■ Entries shown ■
---

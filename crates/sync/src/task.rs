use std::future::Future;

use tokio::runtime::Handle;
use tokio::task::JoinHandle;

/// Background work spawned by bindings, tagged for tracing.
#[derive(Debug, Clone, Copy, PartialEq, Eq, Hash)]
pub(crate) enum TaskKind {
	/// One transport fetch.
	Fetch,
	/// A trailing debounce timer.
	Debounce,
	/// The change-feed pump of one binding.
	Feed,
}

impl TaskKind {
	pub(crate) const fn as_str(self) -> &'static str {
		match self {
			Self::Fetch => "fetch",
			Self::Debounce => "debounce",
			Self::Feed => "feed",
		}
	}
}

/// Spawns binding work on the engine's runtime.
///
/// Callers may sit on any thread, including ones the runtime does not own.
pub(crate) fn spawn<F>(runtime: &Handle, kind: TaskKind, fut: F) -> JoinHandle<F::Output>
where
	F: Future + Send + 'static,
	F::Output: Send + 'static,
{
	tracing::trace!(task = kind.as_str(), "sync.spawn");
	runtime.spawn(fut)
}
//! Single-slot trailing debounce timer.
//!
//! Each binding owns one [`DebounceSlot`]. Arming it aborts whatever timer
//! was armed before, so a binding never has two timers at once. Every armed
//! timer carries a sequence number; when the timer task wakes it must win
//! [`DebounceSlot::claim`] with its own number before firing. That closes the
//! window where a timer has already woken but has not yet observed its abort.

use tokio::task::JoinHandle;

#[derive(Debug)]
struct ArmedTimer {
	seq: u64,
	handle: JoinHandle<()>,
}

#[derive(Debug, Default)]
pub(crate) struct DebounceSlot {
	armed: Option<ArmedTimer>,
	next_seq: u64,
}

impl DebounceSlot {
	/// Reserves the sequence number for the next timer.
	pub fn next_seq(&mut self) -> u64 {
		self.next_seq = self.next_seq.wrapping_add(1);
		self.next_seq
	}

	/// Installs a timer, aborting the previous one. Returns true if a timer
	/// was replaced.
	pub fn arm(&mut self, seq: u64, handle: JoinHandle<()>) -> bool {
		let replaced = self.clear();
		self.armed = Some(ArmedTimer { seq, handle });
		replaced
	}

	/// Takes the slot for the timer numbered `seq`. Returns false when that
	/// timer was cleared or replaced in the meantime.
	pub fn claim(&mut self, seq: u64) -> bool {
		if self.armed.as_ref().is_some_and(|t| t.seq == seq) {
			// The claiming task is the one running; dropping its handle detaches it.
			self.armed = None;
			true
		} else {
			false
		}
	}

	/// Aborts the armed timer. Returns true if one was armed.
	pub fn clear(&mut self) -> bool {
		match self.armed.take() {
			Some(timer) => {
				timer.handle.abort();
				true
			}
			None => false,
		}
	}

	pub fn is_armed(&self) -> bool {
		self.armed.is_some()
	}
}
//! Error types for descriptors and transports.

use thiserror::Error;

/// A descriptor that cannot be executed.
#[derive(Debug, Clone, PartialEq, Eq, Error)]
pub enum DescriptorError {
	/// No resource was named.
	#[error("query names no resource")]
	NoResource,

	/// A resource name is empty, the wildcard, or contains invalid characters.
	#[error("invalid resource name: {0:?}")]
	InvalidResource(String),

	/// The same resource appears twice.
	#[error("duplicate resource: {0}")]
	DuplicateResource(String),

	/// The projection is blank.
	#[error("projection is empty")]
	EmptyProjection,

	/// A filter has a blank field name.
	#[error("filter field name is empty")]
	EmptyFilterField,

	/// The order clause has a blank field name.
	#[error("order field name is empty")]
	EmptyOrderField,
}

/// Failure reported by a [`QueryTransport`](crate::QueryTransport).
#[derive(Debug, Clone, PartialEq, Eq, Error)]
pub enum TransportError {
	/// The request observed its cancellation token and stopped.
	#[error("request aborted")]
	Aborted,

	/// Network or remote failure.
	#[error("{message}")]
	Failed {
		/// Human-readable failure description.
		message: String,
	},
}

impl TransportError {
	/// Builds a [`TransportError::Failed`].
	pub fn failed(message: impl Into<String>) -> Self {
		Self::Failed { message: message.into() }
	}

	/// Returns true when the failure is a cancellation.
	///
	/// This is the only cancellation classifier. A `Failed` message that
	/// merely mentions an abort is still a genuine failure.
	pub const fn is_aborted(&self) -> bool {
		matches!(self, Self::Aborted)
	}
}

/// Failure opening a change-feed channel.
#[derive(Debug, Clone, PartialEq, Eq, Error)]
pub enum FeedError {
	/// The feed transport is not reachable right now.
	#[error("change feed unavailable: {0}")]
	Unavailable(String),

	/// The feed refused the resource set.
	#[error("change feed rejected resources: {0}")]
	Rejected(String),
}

---

■ Assignment ■
Once you have read the records above, output each of them verbatim.

■ The completed task ■
filename crates/sync/src/task.rs
use std::future::Future;

use tokio::runtime::Handle;
use tokio::task::JoinHandle;

/// Background work spawned by bindings, tagged for tracing.
#[derive(Debug, Clone, Copy, PartialEq, Eq, Hash)]
pub(crate) enum TaskKind {
	/// One transport fetch.
	Fetch,
	/// A trailing debounce timer.
	Debounce,
	/// The change-feed pump of one binding.
	Feed,
}

impl TaskKind {
	pub(crate) const fn as_str(self) -> &'static str {
		match self {
			Self::Fetch => "fetch",
			Self::Debounce => "debounce",
			Self::Feed => "feed",
		}
	}
}

/// Spawns binding work on the engine's runtime.
///
/// Callers may sit on any thread, including ones the runtime does not own.
pub(crate) fn spawn<F>(runtime: &Handle, kind: TaskKind, fut: F) -> JoinHandle<F::Output>
where
	F: Future + Send + 'static,
	F::Output: Send + 'static,
{
	tracing::trace!(task = kind.as_str(), "sync.spawn");
	runtime.spawn(fut)
}
//! Single-slot trailing debounce timer.
//!
//! Each binding owns one [`DebounceSlot`]. Arming it aborts whatever timer
//! was armed before, so a binding never has two timers at once. Every armed
//! timer carries a sequence number; when the timer task wakes it must win
//! [`DebounceSlot::claim`] with its own number before firing. That closes the
//! window where a timer has already woken but has not yet observed its abort.

use tokio::task::JoinHandle;

#[derive(Debug)]
struct ArmedTimer {
	seq: u64,
	handle: JoinHandle<()>,
}

#[derive(Debug, Default)]
pub(crate) struct DebounceSlot {
	armed: Option<ArmedTimer>,
	next_seq: u64,
}

impl DebounceSlot {
	/// Reserves the sequence number for the next timer.
	pub fn next_seq(&mut self) -> u64 {
		self.next_seq = self.next_seq.wrapping_add(1);
		self.next_seq
	}

	/// Installs a timer, aborting the previous one. Returns true if a timer
	/// was replaced.
	pub fn arm(&mut self, seq: u64, handle: JoinHandle<()>) -> bool {
		let replaced = self.clear();
		self.armed = Some(ArmedTimer { seq, handle });
		replaced
	}

	/// Takes the slot for the timer numbered `seq`. Returns false when that
	/// timer was cleared or replaced in the meantime.
	pub fn claim(&mut self, seq: u64) -> bool {
		if self.armed.as_ref().is_some_and(|t| t.seq == seq) {
			// The claiming task is the one running; dropping its handle detaches it.
			self.armed = None;
			true
		} else {
			false
		}
	}

	/// Aborts the armed timer. Returns true if one was armed.
	pub fn clear(&mut self) -> bool {
		match self.armed.take() {
			Some(timer) => {
				timer.handle.abort();
				true
			}
			None => false,
		}
	}

	pub fn is_armed(&self) -> bool {
		self.armed.is_some()
	}
}
//! Error types for descriptors and transports.

use thiserror::Error;

/// A descriptor that cannot be executed.
#[derive(Debug, Clone, PartialEq, Eq, Error)]
pub enum DescriptorError {
	/// No resource was named.
	#[error("query names no resource")]
	NoResource,

	/// A resource name is empty, the wildcard, or contains invalid characters.
	#[error("invalid resource name: {0:?}")]
	InvalidResource(String),

	/// The same resource appears twice.
	#[error("duplicate resource: {0}")]
	DuplicateResource(String),

	/// The projection is blank.
	#[error("projection is empty")]
	EmptyProjection,

	/// A filter has a blank field name.
	#[error("filter field name is empty")]
	EmptyFilterField,

	/// The order clause has a blank field name.
	#[error("order field name is empty")]
	EmptyOrderField,
}

/// Failure reported by a [`QueryTransport`](crate::QueryTransport).
#[derive(Debug, Clone, PartialEq, Eq, Error)]
pub enum TransportError {
	/// The request observed its cancellation token and stopped.
	#[error("request aborted")]
	Aborted,

	/// Network or remote failure.
	#[error("{message}")]
	Failed {
		/// Human-readable failure description.
		message: String,
	},
}

impl TransportError {
	/// Builds a [`TransportError::Failed`].
	pub fn failed(message: impl Into<String>) -> Self {
		Self::Failed { message: message.into() }
	}

	/// Returns true when the failure is a cancellation.
	///
	/// This is the only cancellation classifier. A `Failed` message that
	/// merely mentions an abort is still a genuine failure.
	pub const fn is_aborted(&self) -> bool {
		matches!(self, Self::Aborted)
	}
}

/// Failure opening a change-feed channel.
#[derive(Debug, Clone, PartialEq, Eq, Error)]
pub enum FeedError {
	/// The feed transport is not reachable right now.
	#[error("change feed unavailable: {0}")]
	Unavailable(String),

	/// The feed refused the resource set.
	#[error("change feed rejected resources: {0}")]
	Rejected(String),
}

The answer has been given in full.